LEXINGTON, Ky. — A Florida woman convicted of selling counterfeit medical supplies that made it into the operating room of a Kentucky hospital during brain surgery has been sentenced to six months in federal prison.
Janaina Nascimento, of Hollywood, Florida, received her sentence last week in U.S. District Court in Lexington, Kentucky. She was convicted of a misdemeanor charge of introducing into interstate commerce a “misbranded” medical device, in violation of the Food, Drug, and Cosmetic Act, the office of the U.S. Attorney for the Eastern District of Kentucky said in a statement.
Prosecutors said the 38-year-old woman sold a counterfeit absorbable surgical mesh that was purchased by the University of Kentucky Medical Center. The real mesh product is used to control bleeding and can be left in after surgery to be absorbed into a patient’s body.
According to her plea agreement, Nascimento acknowledged that in January 2019, she purchased 70 boxes of the fake mesh, and then tried to resell the product to a purchaser in the United States despites warnings that it was not authorized for U.S. sale. A label on the box stated that the device was not for re-export to the U.S., authorities said.
Nascimento instead removed individual packages of the product from the boxes with the warning label and sold them to a company that then resold them to the Kentucky medical center, prosecutors said.
Several surgeons, including one who had been operating on a patient’s brain, noticed problems with the product and made complaints, according to court documents obtained by the Lexington Herald-Leader. The surgeon said the product did not feel like the one normally used and did not put it in the patient, the documents stated.
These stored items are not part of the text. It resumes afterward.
//! Hand-built scenarios run through the public facade.

use glam::Vec2;
use plife_core::config::TypeTemplateConfig;
use plife_core::{InteractionMatrix, Simulation, SimulationConfig};

/// Two types, no friction, no motion integration, radius 10 everywhere
fn two_type_config() -> SimulationConfig {
    let mut config = SimulationConfig::default();
    config.population.initial_particle_amount = 0;
    config.forces.friction = 0.0;
    config.forces.min_effect_radius = 10.0;
    config.forces.max_effect_radius = 10.0;
    config.stepping.time_step = 0.0;
    config.types = vec![
        TypeTemplateConfig::new("pusher", 0.0),
        TypeTemplateConfig::new("puller", 0.0),
    ];
    config
}

fn asymmetric_matrix() -> InteractionMatrix {
    InteractionMatrix::from_rows(vec![vec![0.0, 5.0], vec![-3.0, 0.0]]).unwrap()
}

#[test]
fn test_asymmetric_pair() {
    let mut sim = Simulation::with_matrix(two_type_config(), asymmetric_matrix(), 1).unwrap();
    let a = sim.spawn_particle(0, Vec2::new(0.0, 0.0));
    let b = sim.spawn_particle(1, Vec2::new(1.0, 0.0));

    let summary = sim.advance();
    assert_eq!(summary.moving, 2);

    let particles = sim.particles();
    let pa = particles.iter().find(|p| p.id == a).unwrap();
    let pb = particles.iter().find(|p| p.id == b).unwrap();

    // A pushes B away with 5 / 1
    assert!(pb.heading.abs() < 1e-3);
    assert!((pb.speed() - 5.0).abs() < 1e-4);

    // B's negative coefficient drags A towards it
    assert!(pa.heading.abs() < 1e-3);
    assert!((pa.speed() - 3.0).abs() < 1e-4);
    assert!(pa.velocity.x > 0.0);

    // Nothing moved: time_step is zero
    assert_eq!(pa.position, Vec2::new(0.0, 0.0));
    assert_eq!(pb.position, Vec2::new(1.0, 0.0));
}

#[test]
fn test_lone_particle_never_moves() {
    let mut config = two_type_config();
    config.stepping.time_step = 0.02;
    let mut sim = Simulation::with_matrix(config, asymmetric_matrix(), 1).unwrap();
    sim.spawn_particle(1, Vec2::new(3.0, -2.0));

    for _ in 0..10 {
        let summary = sim.advance();
        assert_eq!(summary.unaffected, 1);
        assert_eq!(summary.moving, 0);
    }

    let particles = sim.particles();
    assert_eq!(particles[0].position, Vec2::new(3.0, -2.0));
    assert_eq!(particles[0].velocity, Vec2::ZERO);
    assert_eq!(particles[0].heading, 0.0);
}

#[test]
fn test_zero_coefficients_leave_state_untouched() {
    let zero = InteractionMatrix::from_rows(vec![vec![0.0, 0.0], vec![0.0, 0.0]]).unwrap();
    let mut sim = Simulation::with_matrix(two_type_config(), zero, 1).unwrap();
    sim.spawn_particle(0, Vec2::new(0.0, 0.0));
    sim.spawn_particle(1, Vec2::new(2.0, 0.0));

    let summary = sim.advance();
    assert_eq!(summary.unaffected, 2);
    assert_eq!(summary.mean_speed, 0.0);
}

#[test]
fn test_far_apart_particles_ignore_each_other() {
    let mut sim = Simulation::with_matrix(two_type_config(), asymmetric_matrix(), 1).unwrap();
    sim.spawn_particle(0, Vec2::new(-15.0, 0.0));
    sim.spawn_particle(1, Vec2::new(15.0, 0.0));

    // 30 apart, beyond the radius of 10; wrapping does not shorten distances
    let summary = sim.advance();
    assert_eq!(summary.unaffected, 2);
}

#[test]
fn test_escaped_particle_wraps_next_tick() {
    let mut config = two_type_config();
    config.bounds = plife_core::Bounds::new(0.0, 0.0, 10.0, 10.0);
    let mut sim = Simulation::with_matrix(config, asymmetric_matrix(), 1).unwrap();
    sim.spawn_particle(0, Vec2::new(-0.5, 4.0));

    let summary = sim.advance();
    assert_eq!(summary.wrapped, 1);
    assert_eq!(sim.particles()[0].position, Vec2::new(10.0, 4.0));
}

#[test]
fn test_friction_stops_weak_pulls() {
    let mut config = two_type_config();
    config.forces.friction = 10.0;
    let mut sim = Simulation::with_matrix(config, asymmetric_matrix(), 1).unwrap();
    sim.spawn_particle(0, Vec2::new(0.0, 0.0));
    sim.spawn_particle(1, Vec2::new(1.0, 0.0));

    let summary = sim.advance();
    assert_eq!(summary.stopped, 2);
    assert!(sim.particles().iter().all(|p| p.velocity == Vec2::ZERO));
}
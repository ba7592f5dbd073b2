//! Summary Logger
//!
//! Append-only JSONL tick summary logging.

use bevy_ecs::prelude::*;
use std::fs::{File, OpenOptions};
use std::io::{BufWriter, Write};
use std::path::Path;

use plife_events::TickSummary;

use crate::error::OutputError;

/// Resource for logging tick summaries to a JSONL file
#[derive(Resource)]
pub struct SummaryLogger {
    writer: Option<BufWriter<File>>,
    line_count: u64,
}

impl SummaryLogger {
    /// Create a new logger writing to the specified path
    pub fn new(path: impl AsRef<Path>) -> Result<Self, OutputError> {
        let file = OpenOptions::new()
            .create(true)
            .write(true)
            .truncate(true)
            .open(path)?;

        Ok(Self {
            writer: Some(BufWriter::new(file)),
            line_count: 0,
        })
    }

    /// Create a logger that discards summaries (for testing)
    pub fn null() -> Self {
        Self {
            writer: None,
            line_count: 0,
        }
    }

    /// Number of summaries logged so far
    pub fn line_count(&self) -> u64 {
        self.line_count
    }

    /// Log one summary line
    pub fn log(&mut self, summary: &TickSummary) -> Result<(), OutputError> {
        self.line_count += 1;
        if let Some(ref mut writer) = self.writer {
            let json = serde_json::to_string(summary)?;
            writeln!(writer, "{}", json)?;
        }
        Ok(())
    }

    /// Flush the buffer to disk
    pub fn flush(&mut self) -> Result<(), OutputError> {
        if let Some(ref mut writer) = self.writer {
            writer.flush()?;
        }
        Ok(())
    }
}

impl Drop for SummaryLogger {
    fn drop(&mut self) {
        if let Err(e) = self.flush() {
            tracing::warn!("failed to flush summary logger: {}", e);
        }
    }
}
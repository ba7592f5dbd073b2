//! Snapshot Generation
//!
//! Builds population snapshots from the world and writes them as JSON.

use bevy_ecs::prelude::*;
use std::fs;
use std::path::{Path, PathBuf};

use plife_events::{
    generate_snapshot_id, BoundsSnapshot, MatrixSnapshot, ParticleSnapshot, PopulationSnapshot,
    TypeSnapshot,
};

use crate::components::matrix::InteractionMatrix;
use crate::components::particle::TypeRegistry;
use crate::components::world::{RunSeed, SimulationClock};
use crate::config::SimulationConfig;
use crate::error::OutputError;
use crate::systems::step::collect_population;

/// Resource to track snapshot generation
#[derive(Resource, Debug)]
pub struct SnapshotGenerator {
    snapshot_interval: u64,
    snapshots_written: u64,
    last_snapshot_tick: Option<u64>,
}

impl SnapshotGenerator {
    pub fn new(snapshot_interval: u64) -> Self {
        Self {
            snapshot_interval,
            snapshots_written: 0,
            last_snapshot_tick: None,
        }
    }

    /// Tick 0 always snapshots; an interval of 0 disables periodic snapshots.
    pub fn should_snapshot(&self, current_tick: u64) -> bool {
        if self.last_snapshot_tick == Some(current_tick) {
            return false;
        }
        current_tick == 0
            || (self.snapshot_interval > 0 && current_tick % self.snapshot_interval == 0)
    }

    pub fn mark_snapshot(&mut self, tick: u64) {
        self.last_snapshot_tick = Some(tick);
        self.snapshots_written += 1;
    }

    pub fn last_snapshot_tick(&self) -> Option<u64> {
        self.last_snapshot_tick
    }

    pub fn snapshot_count(&self) -> u64 {
        self.snapshots_written
    }
}

/// Capture the current population.
pub fn generate_snapshot(world: &mut World, triggered_by: &str) -> PopulationSnapshot {
    let tick = world
        .get_resource::<SimulationClock>()
        .map(|clock| clock.current_tick)
        .unwrap_or(0);
    let seed = world.get_resource::<RunSeed>().map(|s| s.0).unwrap_or(0);

    let bounds = world.resource::<SimulationConfig>().bounds;
    let types = world
        .resource::<TypeRegistry>()
        .iter()
        .map(|t| TypeSnapshot {
            kind: t.kind,
            name: t.name.clone(),
            effect_radius: t.effect_radius,
            default_pull: t.default_pull,
            color: t.color,
        })
        .collect();
    let matrix = MatrixSnapshot {
        rows: world.resource::<InteractionMatrix>().rows().to_vec(),
    };

    let particles = collect_population(world)
        .into_iter()
        .map(|p| ParticleSnapshot {
            id: p.id.0,
            kind: p.kind,
            position: p.position.to_array(),
            heading: p.heading,
            velocity: p.velocity.to_array(),
        })
        .collect();

    PopulationSnapshot {
        snapshot_id: generate_snapshot_id(tick),
        tick,
        seed,
        triggered_by: triggered_by.to_string(),
        bounds: BoundsSnapshot {
            min_x: bounds.min_x,
            min_y: bounds.min_y,
            max_x: bounds.max_x,
            max_y: bounds.max_y,
        },
        types,
        matrix,
        particles,
    }
}

/// Write a snapshot as pretty JSON
pub fn write_snapshot(snapshot: &PopulationSnapshot, path: impl AsRef<Path>) -> Result<(), OutputError> {
    let json = serde_json::to_string_pretty(snapshot)?;
    fs::write(path, json)?;
    Ok(())
}

/// Write to `<output_dir>/snapshots/<snapshot_id>.json`
pub fn write_snapshot_to_dir(
    output_dir: impl AsRef<Path>,
    snapshot: &PopulationSnapshot,
) -> Result<PathBuf, OutputError> {
    let dir = output_dir.as_ref().join("snapshots");
    fs::create_dir_all(&dir)?;
    let path = dir.join(format!("{}.json", snapshot.snapshot_id));
    write_snapshot(snapshot, &path)?;
    Ok(path)
}

/// Overwrite `<output_dir>/current_state.json`
pub fn write_current_state(
    output_dir: impl AsRef<Path>,
    snapshot: &PopulationSnapshot,
) -> Result<(), OutputError> {
    write_snapshot(snapshot, output_dir.as_ref().join("current_state.json"))
}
An investigation determined that the product was a counterfeit made of pieces of nonsterile fabric gauze placed into packages and labeled as a real medical device that is actually manufactured by a subsidiary of Johnson & Johnson.
Investigators traced the fake product to a man in India who was packaging the mesh on the floor of his apartment in a “visibly unclean and certainly not a sterile environment,” according to a court declaration from Geoffrey Potter, a New York attorney representing Johnson & Johnson.
Johnson & Johnson said tests showed the counterfeit did not have the proper qualities required and could cause complications, infection and scarring.
Nascimento’s attorneys argued the business owner did not know the product’s origins or that it was counterfeit when she purchased it from a distributor in the United Arab Emirates. They also contended that she registered her business with the U.S. Food and Drug Administration and took precautions to check the product.
But U.S. District Judge Karen K. Caldwell said the sentence was needed to deter others from selling counterfeit medical supplies, the Herald-Leader said.
Nascimento was also ordered to repay $24,012 to the university hospital system.